#### Given data:
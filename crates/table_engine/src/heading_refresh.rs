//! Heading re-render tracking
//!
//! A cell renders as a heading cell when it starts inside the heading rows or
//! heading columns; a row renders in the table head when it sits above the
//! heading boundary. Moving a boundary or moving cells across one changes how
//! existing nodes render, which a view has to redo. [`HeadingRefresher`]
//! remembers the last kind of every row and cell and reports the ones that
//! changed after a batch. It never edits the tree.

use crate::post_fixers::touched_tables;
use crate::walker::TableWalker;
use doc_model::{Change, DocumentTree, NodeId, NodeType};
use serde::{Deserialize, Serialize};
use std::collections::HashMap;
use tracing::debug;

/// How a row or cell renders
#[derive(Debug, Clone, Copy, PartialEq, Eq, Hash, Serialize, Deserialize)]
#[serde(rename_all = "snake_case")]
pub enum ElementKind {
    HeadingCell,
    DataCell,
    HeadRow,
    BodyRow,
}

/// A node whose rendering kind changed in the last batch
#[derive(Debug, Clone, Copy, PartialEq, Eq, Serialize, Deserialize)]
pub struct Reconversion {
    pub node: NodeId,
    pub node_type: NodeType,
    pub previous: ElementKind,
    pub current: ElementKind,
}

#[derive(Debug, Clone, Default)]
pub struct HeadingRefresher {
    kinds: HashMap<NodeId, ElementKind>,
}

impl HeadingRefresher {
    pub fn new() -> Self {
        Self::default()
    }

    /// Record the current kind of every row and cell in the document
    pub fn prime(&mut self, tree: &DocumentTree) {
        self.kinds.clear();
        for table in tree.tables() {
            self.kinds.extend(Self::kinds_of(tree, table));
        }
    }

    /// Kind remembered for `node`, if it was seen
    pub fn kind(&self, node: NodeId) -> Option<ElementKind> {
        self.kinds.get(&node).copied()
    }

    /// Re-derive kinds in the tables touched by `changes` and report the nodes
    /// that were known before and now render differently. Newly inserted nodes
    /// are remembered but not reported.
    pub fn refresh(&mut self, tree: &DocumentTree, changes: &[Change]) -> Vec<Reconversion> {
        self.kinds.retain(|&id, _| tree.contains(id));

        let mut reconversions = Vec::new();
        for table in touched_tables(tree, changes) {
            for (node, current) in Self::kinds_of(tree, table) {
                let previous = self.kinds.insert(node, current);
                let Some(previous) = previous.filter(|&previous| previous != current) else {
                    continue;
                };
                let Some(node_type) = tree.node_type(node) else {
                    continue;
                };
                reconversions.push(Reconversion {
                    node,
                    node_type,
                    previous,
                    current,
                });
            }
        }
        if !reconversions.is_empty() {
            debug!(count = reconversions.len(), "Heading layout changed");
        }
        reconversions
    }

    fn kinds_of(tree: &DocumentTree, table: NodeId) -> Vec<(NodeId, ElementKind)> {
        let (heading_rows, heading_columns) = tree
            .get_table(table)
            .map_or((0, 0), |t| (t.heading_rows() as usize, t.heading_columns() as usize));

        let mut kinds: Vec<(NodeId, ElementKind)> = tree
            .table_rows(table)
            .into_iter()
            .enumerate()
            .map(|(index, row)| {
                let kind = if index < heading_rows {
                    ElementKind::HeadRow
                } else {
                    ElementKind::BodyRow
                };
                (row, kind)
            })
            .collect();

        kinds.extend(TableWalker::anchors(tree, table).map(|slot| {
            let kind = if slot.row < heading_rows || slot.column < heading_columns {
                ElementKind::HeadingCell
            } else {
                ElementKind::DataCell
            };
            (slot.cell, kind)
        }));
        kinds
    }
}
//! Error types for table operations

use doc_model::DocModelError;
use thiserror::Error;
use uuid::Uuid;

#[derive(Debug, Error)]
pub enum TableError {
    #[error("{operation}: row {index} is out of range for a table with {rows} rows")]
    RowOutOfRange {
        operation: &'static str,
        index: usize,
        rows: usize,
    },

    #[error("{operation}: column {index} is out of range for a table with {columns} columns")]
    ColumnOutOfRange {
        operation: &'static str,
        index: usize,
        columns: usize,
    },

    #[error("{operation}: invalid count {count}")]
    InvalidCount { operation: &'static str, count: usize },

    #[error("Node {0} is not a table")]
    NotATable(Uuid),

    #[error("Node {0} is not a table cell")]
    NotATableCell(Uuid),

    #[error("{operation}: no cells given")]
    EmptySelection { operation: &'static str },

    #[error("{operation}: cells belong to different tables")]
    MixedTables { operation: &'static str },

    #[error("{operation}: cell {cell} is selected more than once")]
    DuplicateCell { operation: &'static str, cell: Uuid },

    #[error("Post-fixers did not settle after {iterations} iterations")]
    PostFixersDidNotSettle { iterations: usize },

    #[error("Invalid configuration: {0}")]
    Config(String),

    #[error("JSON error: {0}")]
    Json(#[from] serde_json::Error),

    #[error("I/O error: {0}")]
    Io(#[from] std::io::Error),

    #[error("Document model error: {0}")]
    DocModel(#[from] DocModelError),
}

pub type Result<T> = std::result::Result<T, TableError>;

--

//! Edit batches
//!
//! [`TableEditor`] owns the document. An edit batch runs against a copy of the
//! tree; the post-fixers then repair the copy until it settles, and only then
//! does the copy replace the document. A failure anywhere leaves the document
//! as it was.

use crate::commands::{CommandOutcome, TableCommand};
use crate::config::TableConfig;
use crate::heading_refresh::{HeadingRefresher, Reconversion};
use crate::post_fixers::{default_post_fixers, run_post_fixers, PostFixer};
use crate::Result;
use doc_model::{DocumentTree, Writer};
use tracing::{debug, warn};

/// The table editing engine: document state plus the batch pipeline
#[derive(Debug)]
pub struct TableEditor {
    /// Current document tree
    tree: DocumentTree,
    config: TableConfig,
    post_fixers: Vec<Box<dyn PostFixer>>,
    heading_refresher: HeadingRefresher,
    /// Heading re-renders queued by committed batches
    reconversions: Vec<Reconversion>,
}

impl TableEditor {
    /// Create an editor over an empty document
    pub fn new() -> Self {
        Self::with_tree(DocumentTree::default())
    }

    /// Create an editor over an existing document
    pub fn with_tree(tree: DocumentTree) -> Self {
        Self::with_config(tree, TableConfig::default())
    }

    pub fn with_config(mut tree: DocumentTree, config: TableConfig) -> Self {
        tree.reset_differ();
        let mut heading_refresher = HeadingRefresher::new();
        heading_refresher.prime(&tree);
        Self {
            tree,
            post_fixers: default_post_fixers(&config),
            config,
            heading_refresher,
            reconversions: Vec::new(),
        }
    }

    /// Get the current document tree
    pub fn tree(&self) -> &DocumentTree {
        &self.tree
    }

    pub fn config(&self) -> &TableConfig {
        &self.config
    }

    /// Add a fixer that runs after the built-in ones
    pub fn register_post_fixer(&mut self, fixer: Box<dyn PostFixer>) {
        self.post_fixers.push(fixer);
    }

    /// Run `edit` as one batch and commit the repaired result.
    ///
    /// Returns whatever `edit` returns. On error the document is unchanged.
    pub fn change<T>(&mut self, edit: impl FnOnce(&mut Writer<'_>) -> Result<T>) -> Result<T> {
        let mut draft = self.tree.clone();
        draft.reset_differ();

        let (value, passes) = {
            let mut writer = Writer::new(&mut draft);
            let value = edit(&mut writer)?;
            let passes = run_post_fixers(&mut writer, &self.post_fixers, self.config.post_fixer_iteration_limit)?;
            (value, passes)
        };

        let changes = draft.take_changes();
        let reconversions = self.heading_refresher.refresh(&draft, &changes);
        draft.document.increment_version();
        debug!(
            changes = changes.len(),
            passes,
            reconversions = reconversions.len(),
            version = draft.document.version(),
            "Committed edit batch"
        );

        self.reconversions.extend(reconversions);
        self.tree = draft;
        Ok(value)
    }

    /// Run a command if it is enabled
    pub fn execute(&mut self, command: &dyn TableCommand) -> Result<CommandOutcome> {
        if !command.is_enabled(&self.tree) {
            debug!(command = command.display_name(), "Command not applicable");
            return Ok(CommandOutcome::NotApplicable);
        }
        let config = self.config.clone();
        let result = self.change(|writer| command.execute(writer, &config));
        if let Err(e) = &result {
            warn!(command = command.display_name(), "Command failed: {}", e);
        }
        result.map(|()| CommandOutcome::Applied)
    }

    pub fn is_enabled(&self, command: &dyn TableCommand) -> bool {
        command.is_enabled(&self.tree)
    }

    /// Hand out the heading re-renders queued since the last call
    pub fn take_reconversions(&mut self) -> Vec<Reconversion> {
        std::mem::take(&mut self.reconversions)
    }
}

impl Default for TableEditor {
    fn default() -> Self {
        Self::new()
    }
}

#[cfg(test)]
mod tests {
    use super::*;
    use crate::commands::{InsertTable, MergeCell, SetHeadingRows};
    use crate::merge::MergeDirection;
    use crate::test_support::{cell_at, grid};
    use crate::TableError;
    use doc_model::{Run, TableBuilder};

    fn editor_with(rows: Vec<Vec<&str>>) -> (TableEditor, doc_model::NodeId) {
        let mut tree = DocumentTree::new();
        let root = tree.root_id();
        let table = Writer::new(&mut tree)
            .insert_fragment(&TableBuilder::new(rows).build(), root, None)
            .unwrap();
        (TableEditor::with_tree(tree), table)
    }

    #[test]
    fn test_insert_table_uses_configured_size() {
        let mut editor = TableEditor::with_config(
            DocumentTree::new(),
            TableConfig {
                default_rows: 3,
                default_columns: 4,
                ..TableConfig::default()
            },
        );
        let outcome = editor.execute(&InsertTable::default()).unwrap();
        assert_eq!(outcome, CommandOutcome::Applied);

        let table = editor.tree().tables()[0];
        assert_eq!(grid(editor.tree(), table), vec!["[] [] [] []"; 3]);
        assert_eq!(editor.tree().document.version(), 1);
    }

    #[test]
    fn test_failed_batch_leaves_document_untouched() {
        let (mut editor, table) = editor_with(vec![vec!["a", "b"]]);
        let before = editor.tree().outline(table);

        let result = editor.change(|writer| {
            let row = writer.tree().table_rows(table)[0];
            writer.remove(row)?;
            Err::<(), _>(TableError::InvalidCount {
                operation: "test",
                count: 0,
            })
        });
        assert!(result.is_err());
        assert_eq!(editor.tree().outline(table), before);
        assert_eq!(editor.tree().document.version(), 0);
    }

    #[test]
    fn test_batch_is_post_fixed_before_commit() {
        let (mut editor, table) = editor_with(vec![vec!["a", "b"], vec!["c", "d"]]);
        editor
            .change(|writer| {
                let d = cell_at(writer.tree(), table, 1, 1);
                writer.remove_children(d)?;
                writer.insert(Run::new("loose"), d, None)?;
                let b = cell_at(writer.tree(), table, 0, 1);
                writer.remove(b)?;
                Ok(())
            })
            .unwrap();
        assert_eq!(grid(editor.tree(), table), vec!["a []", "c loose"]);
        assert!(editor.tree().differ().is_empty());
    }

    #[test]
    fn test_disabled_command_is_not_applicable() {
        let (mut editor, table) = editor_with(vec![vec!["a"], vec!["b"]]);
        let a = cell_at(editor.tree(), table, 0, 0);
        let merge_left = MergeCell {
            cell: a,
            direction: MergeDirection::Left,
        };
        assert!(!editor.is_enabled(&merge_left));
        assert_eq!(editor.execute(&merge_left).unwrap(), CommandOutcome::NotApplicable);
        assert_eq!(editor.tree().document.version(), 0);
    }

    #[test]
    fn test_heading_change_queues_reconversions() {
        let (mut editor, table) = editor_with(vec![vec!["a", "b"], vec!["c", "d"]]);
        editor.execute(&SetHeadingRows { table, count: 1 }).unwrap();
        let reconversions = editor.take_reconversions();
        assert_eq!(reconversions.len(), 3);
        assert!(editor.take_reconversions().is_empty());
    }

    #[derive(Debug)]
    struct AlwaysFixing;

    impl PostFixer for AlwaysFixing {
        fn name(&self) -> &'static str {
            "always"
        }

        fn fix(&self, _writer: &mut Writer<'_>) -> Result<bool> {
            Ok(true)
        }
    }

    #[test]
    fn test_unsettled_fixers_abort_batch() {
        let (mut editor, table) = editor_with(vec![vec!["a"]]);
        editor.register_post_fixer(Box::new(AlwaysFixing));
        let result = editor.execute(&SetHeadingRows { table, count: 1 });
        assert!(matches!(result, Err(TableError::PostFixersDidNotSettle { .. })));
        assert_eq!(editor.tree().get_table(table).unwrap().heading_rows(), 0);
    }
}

#### Your task:
Tell how many lines in the material above include the word "nodes", giving the number only.

#### Task response:
3